---
layout: post
title: 'A Paging Module'
---
## Paging
## A Basic Paging Module
Let's create a basic `memory/paging/mod.rs` module:
```rust
pub const PAGE_SIZE: usize = 4096;
const ENTRY_COUNT: usize = 512;
pub type PhysicalAddress = usize;
pub type VirtualAddress = usize;
pub struct Page {
number: usize,
}
```
We define constants for the page size and the number of entries per table. To make future function signatures more expressive, we can use the type aliases `PhysicalAddress` and `VirtualAddress`. The `Page` struct is similar to the `Frame` struct in the [previous post], but represents a virtual page instead of a physical frame.
[previous post]: {{ page.previous.url }}
### Page Table Entries
To model page table entries, we create a new `entry` submodule:
```rust
use memory::Frame; // needed later
pub struct Entry(u64);
impl Entry {
pub fn unused(&self) -> bool {
self.0 == 0
}
pub fn set_unused(&mut self) {
self.0 = 0;
}
}
```
We define that an unused entry is completely 0. That allows us to distinguish unused entries from other non-present entries in the future. For example, we could define one of the available bits as the `swapped_out` bit for pages that are swapped to disk.

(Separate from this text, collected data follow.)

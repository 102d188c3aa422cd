//! Report rendering and output.
//!
//! The same analysis is rendered as an aligned text report, a
//! comma-delimited report and optionally JSON.

pub mod csv;
pub mod generator;
pub mod sink;
pub mod text;

pub use generator::{render_reports, save_reports};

Next we will model the contained physical address and the various flags. Remember, entries have the following format:
Bit(s) | Name | Meaning
--------------------- | ------ | ----------------------------------
0 | present | the page is currently in memory
1 | writable | it's allowed to write to this page
2 | user accessible | if not set, only kernel mode code can access this page
3 | write through caching | writes go directly to memory
4 | disable cache | no cache is used for this page
5 | accessed | the CPU sets this bit when this page is used
6 | dirty | the CPU sets this bit when a write to this page occurs
7 | huge page/null | must be 0 in P1 and P4, creates a 1GiB page in P3, creates a 2MiB page in P2
8 | global | page isn't flushed from caches on address space switch (PGE bit of CR4 register must be set)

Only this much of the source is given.